Echinochloa is a grass genus, some of whose members are millets grown as cereal or fodder crops. The most notable of these are Japanese Millet (E. esculenta) in East Asia, Indian barnyard Millet (E. frumentacea) in South Asia and Burgu Millet (E. stagnina) in West Africa. Collectively the members of this genus are called barnyard grasses (though this may also refer to E. crus-galli specifically), barnyard millets or billion-dollar grasses.

When not grown on purpose, these grasses may become a very large nuisance to farmers. In particular Common Barnyard Grass (E. crus-galli) is notorious in this regard; it is not easily suppressed by living mulch such as Velvet Bean (Mucuna pruriens vat. utilis). Early Barnyard Grass (E. oryzoides) is a well-known example of Vavilovian mimicry: the plants have evolved to resemble rice (Oryza), enabling them to escape weeding more easily .

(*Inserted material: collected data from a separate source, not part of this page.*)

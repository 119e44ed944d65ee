#![deny(
    unsafe_code,
    missing_docs,
    dead_code,
    unused_results,
    non_snake_case,
    unreachable_pub
)]

//! Deterministic classifier that marks grid cells occupied by solid scene geometry.

use std::{collections::VecDeque, time::Duration};

use liquid_sandbox_core::{Command, Event, GridGeometry, SceneQuery, SolidTuning};
use log::{debug, warn};

/// Pure system that samples the physics scene at cell centres and emits solid masks.
#[derive(Debug, Default)]
pub struct SolidClassifier {
    tuning: SolidTuning,
    since_refresh: Duration,
    pending_requests: VecDeque<RefreshRequest>,
    last_mask: Vec<bool>,
    warned_missing_scene: bool,
}

impl SolidClassifier {
    /// Creates a new classifier driven by the provided tuning.
    #[must_use]
    pub fn new(tuning: SolidTuning) -> Self {
        Self {
            tuning,
            ..Self::default()
        }
    }

    /// Tuning currently in effect.
    #[must_use]
    pub fn tuning(&self) -> &SolidTuning {
        &self.tuning
    }

    /// Consumes world events and applied commands, emitting `Command::ApplySolidMask`
    /// when a refresh is due.
    ///
    /// Refreshes are requested by grid reconfiguration, by the periodic interval
    /// or by `Command::RefreshSolidCells`, and only execute once a tick
    /// (`Event::TimeAdvanced`) has been observed. Periodic refreshes that would
    /// reproduce the previous mask are suppressed.
    pub fn handle(
        &mut self,
        events: &[Event],
        commands: &[Command],
        geometry: GridGeometry,
        scene: Option<&dyn SceneQuery>,
        out: &mut Vec<Command>,
    ) {
        let mut tick_observed = false;
        let interval = Duration::from_millis(u64::from(self.tuning.refresh_interval_ms));

        for event in events {
            match event {
                Event::GridConfigured { .. } => self.enqueue_request(RefreshRequest::GridChanged),
                Event::TimeAdvanced { dt } => {
                    tick_observed = true;
                    self.since_refresh = self.since_refresh.saturating_add(*dt);
                    if self.since_refresh >= interval {
                        self.since_refresh = Duration::ZERO;
                        self.enqueue_request(RefreshRequest::Interval);
                    }
                }
                _ => {}
            }
        }

        for command in commands {
            if matches!(command, Command::RefreshSolidCells) {
                self.enqueue_request(RefreshRequest::Manual);
            }
        }

        if !tick_observed {
            return;
        }

        let Some(request) = self.pending_requests.pop_front() else {
            return;
        };
        self.pending_requests.clear();

        let Some(scene) = scene else {
            if !self.warned_missing_scene {
                warn!("no physics scene available; treating every cell as open");
                self.warned_missing_scene = true;
                self.last_mask = vec![false; geometry.cell_count()];
                out.push(Command::ApplySolidMask {
                    solid: self.last_mask.clone(),
                });
            }
            return;
        };

        let mut mask = Vec::with_capacity(geometry.cell_count());
        classify(geometry, scene, &self.tuning, &mut mask);

        if request == RefreshRequest::Interval && mask == self.last_mask {
            return;
        }

        debug!(
            "solid refresh ({:?}) marked {} of {} cells",
            request,
            mask.iter().filter(|solid| **solid).count(),
            mask.len()
        );
        self.last_mask.clone_from(&mask);
        out.push(Command::ApplySolidMask { solid: mask });
    }

    fn enqueue_request(&mut self, request: RefreshRequest) {
        match request {
            RefreshRequest::GridChanged => {
                self.pending_requests.clear();
                self.last_mask.clear();
                self.pending_requests.push_back(request);
            }
            RefreshRequest::Manual | RefreshRequest::Interval => {
                if self.pending_requests.is_empty() {
                    self.pending_requests.push_back(request);
                }
            }
        }
    }
}

/// Samples the scene at every cell centre in row-major order.
pub fn classify(
    geometry: GridGeometry,
    scene: &dyn SceneQuery,
    tuning: &SolidTuning,
    mask: &mut Vec<bool>,
) {
    mask.clear();
    mask.extend((0..geometry.cell_count()).map(|index| {
        geometry
            .cell_at(index)
            .map_or(false, |cell| {
                scene.is_solid_at(geometry.grid_to_world(cell), tuning.layer_mask)
            })
    }));
}

#[derive(Clone, Copy, Debug, PartialEq, Eq)]
enum RefreshRequest {
    GridChanged,
    Interval,
    Manual,
}

#[cfg(test)]
mod tests {
    use super::*;
    use glam::Vec2;
    use liquid_sandbox_core::{CellCoord, LayerMask};

    struct Floor;

    impl SceneQuery for Floor {
        fn is_solid_at(&self, point: Vec2, mask: LayerMask) -> bool {
            mask.intersects(LayerMask::from_layer(0)) && point.y < 1.0
        }
    }

    #[test]
    fn classify_marks_cells_below_the_floor() {
        let geometry = GridGeometry::new(3, 3, 1.0, Vec2::ZERO);
        let mut mask = Vec::new();

        classify(geometry, &Floor, &SolidTuning::default(), &mut mask);

        let solid: Vec<CellCoord> = mask
            .iter()
            .enumerate()
            .filter(|(_, solid)| **solid)
            .filter_map(|(index, _)| geometry.cell_at(index))
            .collect();
        assert_eq!(
            solid,
            vec![CellCoord::new(0, 0), CellCoord::new(1, 0), CellCoord::new(2, 0)]
        );
    }

    #[test]
    fn layer_mask_filters_scene_geometry() {
        let geometry = GridGeometry::new(2, 2, 1.0, Vec2::ZERO);
        let tuning = SolidTuning {
            layer_mask: LayerMask::from_layer(3),
            ..SolidTuning::default()
        };
        let mut mask = Vec::new();

        classify(geometry, &Floor, &tuning, &mut mask);

        assert!(mask.iter().all(|solid| !solid));
    }

    #[test]
    fn grid_change_supersedes_pending_requests() {
        let mut classifier = SolidClassifier::default();
        classifier.enqueue_request(RefreshRequest::Manual);
        classifier.enqueue_request(RefreshRequest::GridChanged);
        classifier.enqueue_request(RefreshRequest::Interval);

        assert_eq!(
            classifier.pending_requests.iter().copied().collect::<Vec<_>>(),
            vec![RefreshRequest::GridChanged]
        );
    }
}
//! Tick driver that wires the world and the liquid systems together.

use std::{fmt, time::Duration};

use liquid_sandbox_core::{Command, Droplet, Event, LiquidTuning, SceneQuery};
use liquid_sandbox_rendering::FrameSink;
use liquid_sandbox_system_absorption::Absorption;
use liquid_sandbox_system_displacement::Displacement;
use liquid_sandbox_system_solids::SolidClassifier;
use liquid_sandbox_system_splash::{SplashEngine, SplashStats};
use liquid_sandbox_world::{self as world, query, World};
use log::{debug, warn};

use crate::scene::BoxScene;

/// Owns the world, the scene and every system, and steps them in a fixed order.
#[derive(Debug)]
pub(crate) struct Simulation {
    world: World,
    scene: BoxScene,
    solids: SolidClassifier,
    displacement: Displacement,
    splash: SplashEngine,
    absorption: Absorption,
    pending_events: Vec<Event>,
    pending_commands: Vec<Command>,
    rejected_tuning: u32,
}

/// Snapshot of the simulation after a tick.
#[derive(Clone, Copy, Debug, PartialEq)]
pub(crate) struct TickReport {
    pub(crate) tick: u64,
    pub(crate) grid_water: f32,
    pub(crate) airborne_water: f32,
    pub(crate) wet_cells: usize,
    pub(crate) active_cells: usize,
    pub(crate) particles: usize,
    pub(crate) splash: SplashStats,
}

impl fmt::Display for TickReport {
    fn fmt(&self, f: &mut fmt::Formatter<'_>) -> fmt::Result {
        write!(
            f,
            "tick {:>5} | water {:>8.3} (+{:.3} airborne) | wet {:>4} active {:>4} | \
             splashes {} (dropped {}) | parcels landed {} dropped {} | droplets {}",
            self.tick,
            self.grid_water,
            self.airborne_water,
            self.wet_cells,
            self.active_cells,
            self.splash.splashes_started,
            self.splash.splashes_dropped,
            self.splash.parcels_landed,
            self.splash.parcels_dropped,
            self.particles,
        )
    }
}

impl Simulation {
    /// Creates a simulation with every subsystem configured from `tuning`.
    pub(crate) fn new(tuning: LiquidTuning) -> Self {
        let mut simulation = Self {
            world: World::new(),
            scene: BoxScene::default(),
            solids: SolidClassifier::new(tuning.solids.clone()),
            displacement: Displacement::new(tuning.displacement.clone()),
            splash: SplashEngine::new(tuning.splash.clone()),
            absorption: Absorption::new(tuning.absorption.clone()),
            pending_events: Vec::new(),
            pending_commands: Vec::new(),
            rejected_tuning: 0,
        };
        simulation.submit(Command::ConfigureFlow { tuning: tuning.flow });
        simulation
    }

    /// Applies a command immediately; its events reach the systems on the next step.
    pub(crate) fn submit(&mut self, command: Command) {
        world::apply(&mut self.world, command.clone(), &mut self.pending_events);
        self.pending_commands.push(command);
    }

    pub(crate) fn world(&self) -> &World {
        &self.world
    }

    pub(crate) fn scene_mut(&mut self) -> &mut BoxScene {
        &mut self.scene
    }

    pub(crate) fn absorption(&self) -> &Absorption {
        &self.absorption
    }

    /// Count of tuning updates the world refused.
    pub(crate) fn rejected_tuning(&self) -> u32 {
        self.rejected_tuning
    }

    /// Advances the clock, then runs solids, flow, displacement, splash and absorption.
    ///
    /// The solid mask lands before water moves, so flow never fills a cell
    /// that the scene blocks this tick. Each system sees every event raised so
    /// far in the tick, including those produced by commands of the systems
    /// that ran before it.
    pub(crate) fn step(&mut self, dt: Duration) -> TickReport {
        let mut events = std::mem::take(&mut self.pending_events);
        let commands = std::mem::take(&mut self.pending_commands);
        world::apply(&mut self.world, Command::AdvanceClock { dt }, &mut events);

        let scene: &dyn SceneQuery = &self.scene;
        let mut out = Vec::new();

        self.solids.handle(
            &events,
            &commands,
            query::geometry(&self.world),
            Some(scene),
            &mut out,
        );
        apply_all(&mut self.world, &mut out, &mut events);
        world::apply(&mut self.world, Command::StepFlow, &mut events);

        self.displacement.handle(
            &events,
            query::water_view(&self.world),
            &query::body_view(&self.world),
            &mut out,
        );
        apply_all(&mut self.world, &mut out, &mut events);

        self.splash.handle(
            &events,
            query::water_view(&self.world),
            &query::body_view(&self.world),
            Some(scene),
            &mut out,
        );
        apply_all(&mut self.world, &mut out, &mut events);

        self.absorption.handle(
            &events,
            query::water_view(&self.world),
            &query::absorber_view(&self.world),
            &mut out,
        );
        apply_all(&mut self.world, &mut out, &mut events);

        for event in &events {
            match event {
                Event::TuningRejected { reason } => {
                    self.rejected_tuning += 1;
                    warn!("tuning rejected: {reason}");
                }
                Event::SolidCellsRefreshed {
                    blocked,
                    freed,
                    reactivated,
                } if *blocked + *freed > 0 => {
                    debug!("solid mask changed: +{blocked} -{freed} ({reactivated} reactivated)");
                }
                _ => {}
            }
        }

        self.report()
    }

    /// Summarises the current state.
    pub(crate) fn report(&self) -> TickReport {
        TickReport {
            tick: query::tick_index(&self.world),
            grid_water: query::total_water(&self.world),
            airborne_water: self.splash.airborne_water(),
            wet_cells: query::total_water_cells(&self.world),
            active_cells: query::active_cell_count(&self.world),
            particles: self.splash.particle_count(),
            splash: self.splash.stats(),
        }
    }

    /// Overlay droplets currently in flight.
    pub(crate) fn droplets(&self) -> Vec<Droplet> {
        self.splash.droplets()
    }

    /// Hands the current state to a frame sink.
    pub(crate) fn present(&self, sink: &mut dyn FrameSink) -> anyhow::Result<()> {
        sink.present(
            query::tick_index(&self.world),
            query::water_view(&self.world),
            &self.droplets(),
        )
    }
}

fn apply_all(world: &mut World, commands: &mut Vec<Command>, events: &mut Vec<Event>) {
    for command in commands.drain(..) {
        world::apply(world, command, events);
    }
}

#[cfg(test)]
mod tests {
    use super::*;
    use glam::Vec2;
    use liquid_sandbox_core::{Aabb, CellCoord, FlowTuning};

    fn basin() -> Simulation {
        let mut simulation = Simulation::new(LiquidTuning::default());
        simulation.submit(Command::ConfigureGrid {
            columns: 12,
            rows: 8,
            cell_size: 0.5,
            origin: Vec2::ZERO,
        });
        simulation
    }

    #[test]
    fn scene_boxes_become_solid_cells_after_the_first_tick() {
        let mut simulation = basin();
        let _ = simulation
            .scene_mut()
            .add(Aabb::new(Vec2::new(2.0, 0.0), Vec2::new(3.0, 4.0)));

        let _ = simulation.step(Duration::from_millis(16));

        let world = simulation.world();
        assert!(query::is_solid(world, CellCoord::new(4, 0)));
        assert!(query::is_solid(world, CellCoord::new(5, 7)));
        assert!(!query::is_solid(world, CellCoord::new(3, 0)));
    }

    #[test]
    fn flow_never_enters_cells_blocked_this_tick() {
        let mut simulation = Simulation::new(LiquidTuning::default());
        simulation.submit(Command::ConfigureGrid {
            columns: 8,
            rows: 8,
            cell_size: 0.5,
            origin: Vec2::ZERO,
        });
        let _ = simulation
            .scene_mut()
            .add(Aabb::new(Vec2::new(2.1, 0.1), Vec2::new(2.4, 0.4)));
        simulation.submit(Command::SetWater {
            cell: CellCoord::new(4, 1),
            amount: 0.5,
        });

        let _ = simulation.step(Duration::from_millis(16));

        let world = simulation.world();
        let floor = CellCoord::new(4, 0);
        assert!(query::is_solid(world, floor));
        assert_eq!(query::water(world, floor), 0.0);
        assert!((query::total_water(world) - 0.5).abs() < 1e-5);
    }

    #[test]
    fn water_settles_without_loss() {
        let mut simulation = basin();
        simulation.submit(Command::SpawnWater {
            position: Vec2::new(3.0, 0.25),
            amount: 3.0,
        });
        let before = simulation.report().grid_water;
        assert!((before - 3.0).abs() < 1e-6);

        let mut report = simulation.report();
        for _ in 0..5_000 {
            report = simulation.step(Duration::from_millis(16));
            if report.active_cells == 0 {
                break;
            }
        }

        assert_eq!(report.active_cells, 0, "basin never settled");
        assert!((report.grid_water - before).abs() < 1e-3);
        let world = simulation.world();
        assert!(query::water(world, CellCoord::new(0, 0)) > 0.0);
        assert!(query::water(world, CellCoord::new(11, 0)) > 0.0);
    }

    #[test]
    fn invalid_flow_tuning_is_counted() {
        let mut simulation = basin();
        simulation.submit(Command::ConfigureFlow {
            tuning: FlowTuning {
                max_water_per_cell: -1.0,
                ..FlowTuning::default()
            },
        });

        let _ = simulation.step(Duration::from_millis(16));

        assert_eq!(simulation.rejected_tuning(), 1);
    }
}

Among the plant pathogens that affect this genus are the sac fungus Cochliobolus sativus – which has been noted on Common Barnyard Grass – and rice hoja blanca virus. Both affect many other grass species, in particular most important cereals, and Echinochloa weeds may serve as a reservoir. The fungi Drechslera monoceras and Exserohilum monoceras have been evaluated with some success as potential biocontrol agents of Common Barnyard Grass in rice fields; more research is necessary however because they too may not be host specific enough to be of practical use.